**ENTRIES SUPPLIED:**

=== Section Start ===

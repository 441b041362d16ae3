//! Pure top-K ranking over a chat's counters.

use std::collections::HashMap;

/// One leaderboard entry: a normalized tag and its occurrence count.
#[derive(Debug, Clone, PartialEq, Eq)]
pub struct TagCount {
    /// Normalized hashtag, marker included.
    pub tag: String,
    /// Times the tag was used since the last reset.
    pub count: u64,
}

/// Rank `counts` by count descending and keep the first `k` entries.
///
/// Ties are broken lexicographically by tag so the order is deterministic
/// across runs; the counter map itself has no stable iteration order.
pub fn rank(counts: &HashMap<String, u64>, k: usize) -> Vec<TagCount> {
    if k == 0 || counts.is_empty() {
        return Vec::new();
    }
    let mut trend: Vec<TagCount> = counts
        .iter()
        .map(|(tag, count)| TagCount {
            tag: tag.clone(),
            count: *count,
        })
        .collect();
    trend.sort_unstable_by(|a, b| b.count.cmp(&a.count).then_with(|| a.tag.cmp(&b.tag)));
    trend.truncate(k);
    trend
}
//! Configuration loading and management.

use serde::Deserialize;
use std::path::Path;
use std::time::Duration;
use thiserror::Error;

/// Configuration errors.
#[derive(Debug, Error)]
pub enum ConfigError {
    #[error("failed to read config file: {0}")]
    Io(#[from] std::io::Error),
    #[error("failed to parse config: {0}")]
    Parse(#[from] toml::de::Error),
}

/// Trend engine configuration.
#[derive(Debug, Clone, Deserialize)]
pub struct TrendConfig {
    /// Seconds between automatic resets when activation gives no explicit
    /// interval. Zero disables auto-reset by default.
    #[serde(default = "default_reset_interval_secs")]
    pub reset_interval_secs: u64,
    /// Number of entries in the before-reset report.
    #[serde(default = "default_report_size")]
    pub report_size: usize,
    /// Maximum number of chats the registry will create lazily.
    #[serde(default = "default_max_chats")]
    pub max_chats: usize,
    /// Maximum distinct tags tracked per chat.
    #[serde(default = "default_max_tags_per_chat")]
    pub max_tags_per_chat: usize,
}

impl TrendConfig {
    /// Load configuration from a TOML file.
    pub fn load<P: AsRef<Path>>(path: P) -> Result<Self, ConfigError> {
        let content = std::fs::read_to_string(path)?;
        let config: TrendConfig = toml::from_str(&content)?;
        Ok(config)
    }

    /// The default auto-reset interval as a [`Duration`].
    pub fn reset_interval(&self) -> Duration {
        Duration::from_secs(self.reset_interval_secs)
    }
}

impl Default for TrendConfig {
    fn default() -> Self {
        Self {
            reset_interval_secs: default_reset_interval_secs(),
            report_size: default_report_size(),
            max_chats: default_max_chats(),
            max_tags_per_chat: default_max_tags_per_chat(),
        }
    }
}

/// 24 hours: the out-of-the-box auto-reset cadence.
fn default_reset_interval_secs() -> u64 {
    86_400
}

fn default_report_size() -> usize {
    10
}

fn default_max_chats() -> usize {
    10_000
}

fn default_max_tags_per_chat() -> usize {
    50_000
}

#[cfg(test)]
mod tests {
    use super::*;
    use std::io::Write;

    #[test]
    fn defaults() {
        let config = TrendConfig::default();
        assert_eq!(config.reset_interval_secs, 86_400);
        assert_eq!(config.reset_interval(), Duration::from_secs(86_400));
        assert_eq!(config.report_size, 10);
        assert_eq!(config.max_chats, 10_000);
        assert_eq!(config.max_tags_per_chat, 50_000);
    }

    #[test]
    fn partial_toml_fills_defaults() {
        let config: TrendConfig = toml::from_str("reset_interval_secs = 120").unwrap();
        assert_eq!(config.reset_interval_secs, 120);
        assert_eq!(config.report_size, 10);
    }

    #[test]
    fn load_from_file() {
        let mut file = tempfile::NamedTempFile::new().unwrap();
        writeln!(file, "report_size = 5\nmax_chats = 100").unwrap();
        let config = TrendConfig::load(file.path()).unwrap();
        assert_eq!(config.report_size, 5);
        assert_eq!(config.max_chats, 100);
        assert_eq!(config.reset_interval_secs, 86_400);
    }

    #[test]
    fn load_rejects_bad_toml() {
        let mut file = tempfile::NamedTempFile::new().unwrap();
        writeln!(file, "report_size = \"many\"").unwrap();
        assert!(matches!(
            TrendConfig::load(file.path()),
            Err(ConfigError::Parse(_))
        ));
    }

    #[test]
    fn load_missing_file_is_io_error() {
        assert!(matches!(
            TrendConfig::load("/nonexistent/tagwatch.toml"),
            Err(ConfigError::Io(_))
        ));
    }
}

=== Section End ===
=== Section Start ===

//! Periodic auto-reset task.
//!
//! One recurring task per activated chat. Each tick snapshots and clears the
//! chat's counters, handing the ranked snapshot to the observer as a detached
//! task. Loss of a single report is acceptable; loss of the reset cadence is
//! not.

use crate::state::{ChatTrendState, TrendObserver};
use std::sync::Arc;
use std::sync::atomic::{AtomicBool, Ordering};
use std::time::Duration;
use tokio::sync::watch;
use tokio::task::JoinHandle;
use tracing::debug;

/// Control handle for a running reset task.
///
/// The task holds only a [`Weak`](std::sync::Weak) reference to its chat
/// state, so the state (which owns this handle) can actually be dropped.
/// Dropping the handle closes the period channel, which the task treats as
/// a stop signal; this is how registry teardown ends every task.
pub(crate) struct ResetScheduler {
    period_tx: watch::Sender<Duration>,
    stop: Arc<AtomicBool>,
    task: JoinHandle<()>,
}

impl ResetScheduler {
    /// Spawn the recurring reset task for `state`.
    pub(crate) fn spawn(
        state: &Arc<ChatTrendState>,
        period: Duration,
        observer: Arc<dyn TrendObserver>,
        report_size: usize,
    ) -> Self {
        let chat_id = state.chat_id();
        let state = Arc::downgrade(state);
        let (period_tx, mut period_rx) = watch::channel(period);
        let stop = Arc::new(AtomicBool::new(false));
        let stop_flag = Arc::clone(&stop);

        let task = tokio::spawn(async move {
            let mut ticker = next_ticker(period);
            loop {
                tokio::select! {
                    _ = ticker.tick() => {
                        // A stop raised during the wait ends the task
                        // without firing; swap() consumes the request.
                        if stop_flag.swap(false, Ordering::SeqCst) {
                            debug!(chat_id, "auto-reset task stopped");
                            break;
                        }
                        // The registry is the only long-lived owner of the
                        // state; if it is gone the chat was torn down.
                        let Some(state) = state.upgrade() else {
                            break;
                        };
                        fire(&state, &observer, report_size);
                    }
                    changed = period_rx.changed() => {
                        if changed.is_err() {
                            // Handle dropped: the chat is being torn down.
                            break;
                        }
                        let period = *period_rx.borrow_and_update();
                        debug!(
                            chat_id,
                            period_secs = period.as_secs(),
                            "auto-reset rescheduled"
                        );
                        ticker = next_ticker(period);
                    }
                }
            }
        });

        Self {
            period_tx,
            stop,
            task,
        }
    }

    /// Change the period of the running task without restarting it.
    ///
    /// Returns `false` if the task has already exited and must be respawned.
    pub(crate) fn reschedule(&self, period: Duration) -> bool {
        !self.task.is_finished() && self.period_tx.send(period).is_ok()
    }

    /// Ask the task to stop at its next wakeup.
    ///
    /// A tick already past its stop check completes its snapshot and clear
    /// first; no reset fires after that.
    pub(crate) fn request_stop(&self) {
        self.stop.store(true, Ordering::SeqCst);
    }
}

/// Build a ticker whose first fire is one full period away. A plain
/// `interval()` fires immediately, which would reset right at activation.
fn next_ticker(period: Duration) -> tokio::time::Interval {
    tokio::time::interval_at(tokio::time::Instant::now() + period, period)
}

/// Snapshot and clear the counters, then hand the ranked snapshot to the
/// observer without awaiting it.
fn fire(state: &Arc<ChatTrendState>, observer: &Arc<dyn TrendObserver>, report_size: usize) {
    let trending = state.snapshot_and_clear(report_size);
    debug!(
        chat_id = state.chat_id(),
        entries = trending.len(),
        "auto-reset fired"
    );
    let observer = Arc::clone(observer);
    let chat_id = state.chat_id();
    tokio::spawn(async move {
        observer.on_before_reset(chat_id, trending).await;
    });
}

=== Section End ===

**EXERCISE PROMPT:** Read through the lines above and collect those that contain the string "failed".

**THE ANSWER:**
    #[error("failed to read config file: {0}")]
    #[error("failed to parse config: {0}")]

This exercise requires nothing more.